Keywords: cerebellar infarction, Graves disease, hyperthyroidism, posterior circulation infarction, superior mesenteric artery syndrome
1. Introduction
Hyperthyroidism may be asymptomatic or it can present with weight loss, anxiety, increased heart rate, hyperactive bowel movement, heat intolerance, tremor, fatigue, and so on.[1] The most common cause of hyperthyroidism is Graves disease (GD) which is an autoimmune disorder in which autoantibodies to the thyroid stimulating hormone (TSH) receptor induce continuous stimulation of thyroid gland.[2] Hyperthyroidism could be associated with stroke through mechanisms including atrial fibrillation-related embolism, moyamoya syndrome (MMS), vasculopathy, and vasospasm.[2–5] Moyamoya syndrome is characterized by progressive stenosis and occlusion of bilateral or unilateral terminal portions of internal carotid artery with associated causative systemic conditions.[6–8] Despite rarely the cause of MMS, the association between GD and MMS has been well documented.[2,7–10] Several hypotheses have been postulated for hyperthyroidism-related vasculopathy including sympathetic nervous system stimulated by thyroid hormone which may cause atherosclerotic changes in vessel, and autoimmune antibodies that may cause vascular local inflammation.[2,6] A recent study by Chen et al has shown the incidence of disease progression in patients with MMS with GD was significantly higher than that in patients with moyamoya disease without GD, indicating a contributory role of GD in ischemic stroke and an association between GD and MMS.[2] Although anterior circulation vasculopathy concurrent with GD has been well reported, posterior circulation disease concurrent with GD is rare to be mentioned.[2,3,6,8]

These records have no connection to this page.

//! Validated, immutable deployment configuration.
//!
//! [`Settings`] is the raw, deserializable form with the deployment
//! defaults filled in. [`Config::from_settings`] normalizes and validates
//! it once at startup; nothing mutates a [`Config`] afterwards.

#![forbid(unsafe_code)]

use std::net::SocketAddr;

use securefmt::Debug;
use serde::{Deserialize, Serialize};

use crate::{
    error::StartupError,
    wire::{is_token_text, is_valid_label, labels_is_suffix, name_wire_length, MAX_DNS_NAME_WIRE_LENGTH},
};

pub const DEFAULT_LISTEN_ADDR: &str = "0.0.0.0:53";
pub const DEFAULT_TTL: u32 = 30;
pub const DEFAULT_EDNS_SIZE: usize = 1232;
pub const DEFAULT_MAX_LABEL_LEN: usize = 63;
pub const DEFAULT_RESPONSE_LABEL: &str = "r-x";
pub const DEFAULT_MAPPING_SEED: &str = "0";
pub const DEFAULT_FILE_TAG_LEN: usize = 6;

const TTL_RANGE: (u32, u32) = (1, 300);
const EDNS_SIZE_RANGE: (usize, usize) = (512, 4096);
const MAX_LABEL_LEN_RANGE: (usize, usize) = (16, 63);
const FILE_TAG_LEN_RANGE: (usize, usize) = (4, 16);

/// Raw protocol settings, as read from the `[dns]` table of a config file.
#[derive(Debug, Clone, Deserialize, Serialize)]
#[serde(default)]
pub struct Settings {
    /// Ordered base domains the server is authoritative for.
    pub domains: Vec<String>,
    /// Pre-shared key for the payload crypto.
    #[sensitive]
    pub psk: String,
    /// UDP bind address for the server.
    pub listen_addr: String,
    /// Answer TTL in seconds.
    pub ttl: u32,
    /// Advertised EDNS UDP payload size; 512 disables EDNS.
    pub dns_edns_size: usize,
    /// Cap on payload label length.
    pub dns_max_label_len: usize,
    /// Label separating payload labels from the base domain.
    pub response_label: String,
    /// Seed for the file-tag and slice-token derivation.
    pub mapping_seed: String,
    /// Length of every file tag.
    pub file_tag_len: usize,
}

impl Default for Settings {
    fn default() -> Self {
        Self {
            domains: Vec::new(),
            psk: String::new(),
            listen_addr: DEFAULT_LISTEN_ADDR.to_string(),
            ttl: DEFAULT_TTL,
            dns_edns_size: DEFAULT_EDNS_SIZE,
            dns_max_label_len: DEFAULT_MAX_LABEL_LEN,
            response_label: DEFAULT_RESPONSE_LABEL.to_string(),
            mapping_seed: DEFAULT_MAPPING_SEED.to_string(),
            file_tag_len: DEFAULT_FILE_TAG_LEN,
        }
    }
}

/// A normalized base domain.
#[derive(Debug, Clone, PartialEq, Eq)]
pub struct Domain {
    pub name: String,
    pub labels: Vec<String>,
}

impl Domain {
    /// Normalizes and validates a domain name.
    ///
    /// # Errors
    ///
    /// Returns an error if the domain is empty, has an invalid label, or
    /// exceeds the DNS name limit.
    pub fn parse(raw: &str) -> Result<Self, StartupError> {
        let name = raw.trim().to_ascii_lowercase();
        let name = name.trim_end_matches('.').to_string();
        if name.is_empty() {
            return Err(StartupError::config("domain is empty"));
        }

        let labels: Vec<String> = name.split('.').map(str::to_string).collect();
        if let Some(label) = labels.iter().find(|label| !is_valid_label(label)) {
            return Err(StartupError::config(format!(
                "domain label {label:?} is invalid"
            )));
        }
        if name_wire_length(&labels) > MAX_DNS_NAME_WIRE_LENGTH {
            return Err(StartupError::config(format!(
                "domain {name} exceeds DNS name-length limits"
            )));
        }

        Ok(Self { name, labels })
    }

    /// Wire length of the domain, root byte included.
    #[must_use]
    pub fn wire_len(&self) -> usize {
        name_wire_length(&self.labels)
    }
}

/// Immutable configuration shared by publish, mapping, server and client.
#[derive(Debug, Clone)]
pub struct Config {
    pub domains: Vec<Domain>,
    #[sensitive]
    pub psk: String,
    pub listen_addr: SocketAddr,
    pub ttl: u32,
    pub dns_edns_size: usize,
    pub dns_max_label_len: usize,
    pub response_label: String,
    pub mapping_seed: String,
    pub file_tag_len: usize,
}

impl Config {
    /// Validates raw settings into a configuration.
    ///
    /// # Errors
    ///
    /// Returns an `invalid_config` startup error describing the first
    /// violated constraint.
    pub fn from_settings(settings: &Settings) -> Result<Self, StartupError> {
        let domains = normalize_domains(&settings.domains)?;

        if settings.psk.is_empty() {
            return Err(StartupError::config("psk must be non-empty"));
        }

        let listen_addr = settings
            .listen_addr
            .trim()
            .parse::<SocketAddr>()
            .map_err(|e| StartupError::config(format!("listen_addr is invalid: {e}")))?;

        let ttl = in_range("ttl", settings.ttl, TTL_RANGE)?;
        let dns_edns_size = in_range("dns_edns_size", settings.dns_edns_size, EDNS_SIZE_RANGE)?;
        let dns_max_label_len = in_range(
            "dns_max_label_len",
            settings.dns_max_label_len,
            MAX_LABEL_LEN_RANGE,
        )?;
        let file_tag_len = in_range("file_tag_len", settings.file_tag_len, FILE_TAG_LEN_RANGE)?;
        if file_tag_len > dns_max_label_len {
            return Err(StartupError::config(
                "file_tag_len cannot exceed dns_max_label_len",
            ));
        }

        let response_label = normalize_response_label(&settings.response_label)?;
        let mapping_seed = settings.mapping_seed.clone();
        if mapping_seed.is_empty() {
            return Err(StartupError::config("mapping_seed is empty"));
        }
        if !mapping_seed.bytes().all(|b| (0x20..=0x7e).contains(&b)) {
            return Err(StartupError::config("mapping_seed must be printable ASCII"));
        }

        for domain in &domains {
            let mut suffix = vec![response_label.clone()];
            suffix.extend(domain.labels.iter().cloned());
            if name_wire_length(&suffix) > MAX_DNS_NAME_WIRE_LENGTH {
                return Err(StartupError::config(format!(
                    "response suffix for {} exceeds DNS name-length limits",
                    domain.name
                )));
            }
        }

        Ok(Self {
            domains,
            psk: settings.psk.clone(),
            listen_addr,
            ttl,
            dns_edns_size,
            dns_max_label_len,
            response_label,
            mapping_seed,
            file_tag_len,
        })
    }

    /// Whether responses and queries carry an OPT record.
    #[must_use]
    pub const fn edns_enabled(&self) -> bool {
        self.dns_edns_size > crate::wire::CLASSIC_DNS_PACKET_LIMIT
    }

    /// The configured domain with the longest wire length; ties keep the
    /// first configured.
    #[must_use]
    pub fn longest_domain(&self) -> &Domain {
        let mut longest = &self.domains[0];
        for domain in &self.domains[1..] {
            if domain.wire_len() > longest.wire_len() {
                longest = domain;
            }
        }
        longest
    }

    /// Finds the base domain `labels` ends with, returning it together with
    /// the labels in front of it.
    pub fn select_domain<'a, S: AsRef<str>>(&self, labels: &'a [S]) -> Option<(&Domain, &'a [S])> {
        self.domains.iter().find_map(|domain| {
            labels_is_suffix(&domain.labels, labels)
                .then(|| (domain, &labels[..labels.len() - domain.labels.len()]))
        })
    }
}

fn normalize_domains(raw: &[String]) -> Result<Vec<Domain>, StartupError> {
    let domains = raw
        .iter()
        .map(|domain| Domain::parse(domain))
        .collect::<Result<Vec<_>, _>>()?;
    if domains.is_empty() {
        return Err(StartupError::config("at least one domain is required"));
    }

    for (i, left) in domains.iter().enumerate() {
        for right in &domains[i + 1..] {
            if labels_is_suffix(&left.labels, &right.labels)
                || labels_is_suffix(&right.labels, &left.labels)
            {
                return Err(StartupError::config(format!(
                    "domains {} and {} overlap on a label boundary",
                    left.name, right.name
                )));
            }
        }
    }
    Ok(domains)
}

fn normalize_response_label(raw: &str) -> Result<String, StartupError> {
    let label = raw.trim().to_ascii_lowercase();
    if !is_valid_label(&label) {
        return Err(StartupError::config(format!(
            "response_label {label:?} is invalid"
        )));
    }
    if is_token_text(&label) {
        return Err(StartupError::config(
            "response_label must contain a non-token character",
        ));
    }
    Ok(label)
}

fn in_range<T: PartialOrd + Copy + std::fmt::Display>(
    field: &str,
    value: T,
    (min, max): (T, T),
) -> Result<T, StartupError> {
    if value < min || value > max {
        return Err(StartupError::config(format!(
            "{field}={value} is out of range {min}..={max}"
        )));
    }
    Ok(value)
}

Superior mesenteric artery syndrome (SMAS) causes proximal intestinal obstruction due to third portion or the final portion of duodenum trapped between aorta and SMA.[11,12] The most common presentations are abdominal pain, nausea, vomiting, anorexia, and weight loss.[13] Konen et al[12] have measured a normal range of aorta-SMA angle and aorta-SMA distance using computed tomographic angiography (CTA) and a decrease of both values were reported in SMAS due to decrease of mesenteric fat. Only 1 case reported the association between GD and SMAS in the literature, in which GD serve as an aggravating factor to the decrease of mesenteric fat.[14]
Herein, we report a patient with newly diagnosed GD suffered from acute extensive bilateral cerebellar infarction who underwent emergent suboccipital craniectomy and SMAS was diagnosed later on. We also describe the patho-physiological association between GD, SMAS, and posterior circulation infarction in our case.
2. Case Presentation
A 22-year-old woman presented with palpitation, anorexia, and postprandial vomiting for 1 month. She lost 8 kg of body weight in 3 months. Physical examinations revealed bilateral enlarged thyroid gland. Her blood tests were consistent with primary hyperthyroidism (T3: 318.59 ng/dL, normal range: 58–159 ng/dL; free T4: 3.84 ng/dL, normal range: 0.7–1.48 ng/dL; TSH: <0.012 μIU/mL, normal range: 0.35–4.94 μIU/mL). The anti-THS receptor antibody level was 6.6 IU/L (normal range <1.75 IU/L), indicating a Graves disease. Under the impression of acute thyrotoxicosis, medications including Propylthiouracil (PTU) and β-blocker were prescribed; however, she became so weak rapidly in days that she was hospitalized for a survey of refractory postprandial vomiting.
A rapid onset of dyspnea, then apnea and conscious disturbance with flaccid paralysis of 4 limbs was found the day after admission. Her blood pressure was 65/40 mm Hg and Glasgow coma scale was E1V1M1. After emergent intubation, a brain computed tomography (CT) revealed bilateral cerebellar hypodensity lesions with tonsil herniation, combined with acute obstructive hydrocephalus and severe brain swelling (Fig. 1, A and B). An emergent suboccipital craniectomy, bilateral tonsillectomy with dura augmentation for brain stem decompression, and an external ventricular drainage tube insertion for cerebrospinal fluid diversion were performed. At intensive care unit, a brain CTA revealed poor contrast filling of bilateral superior cerebellar arteries (SCA), anterior inferior cerebellar arteries (AICA), and posterior inferior cerebellar arteries (PICA), and asymmetric vertebral arteries (VA) (Fig. 1, C–E). A young stroke survey including cardiac echocardiography that was negative of embolism and a survey for possible causes of vasculitis in posterior circulation and cerebellitis revealed negative finding of acute infections, including mumps, varicella zoster virus, measles, Epstein-Barr virus, venereal disease research laboratory, herpes simplex virus, Coxsackie virus B, Chlamydophila, Mycoplasma, tumor markers, autoimmune screenings: antiphospholipid antibodies, antineutrophil cytoplasmic antibody (ANCA), paraneoplastic antibodies, anti-aquaporin-4 antibody, limbic encephalitis antibodies, antiglutamic acid decarboxylase antibody, antityrosine phosphatase-like insulinoma antigen 2 antibody. Hyperthyroidism-related vasculopathy was suspected to be the culprit for such diffuse cerebellar infarction.
Figure 1.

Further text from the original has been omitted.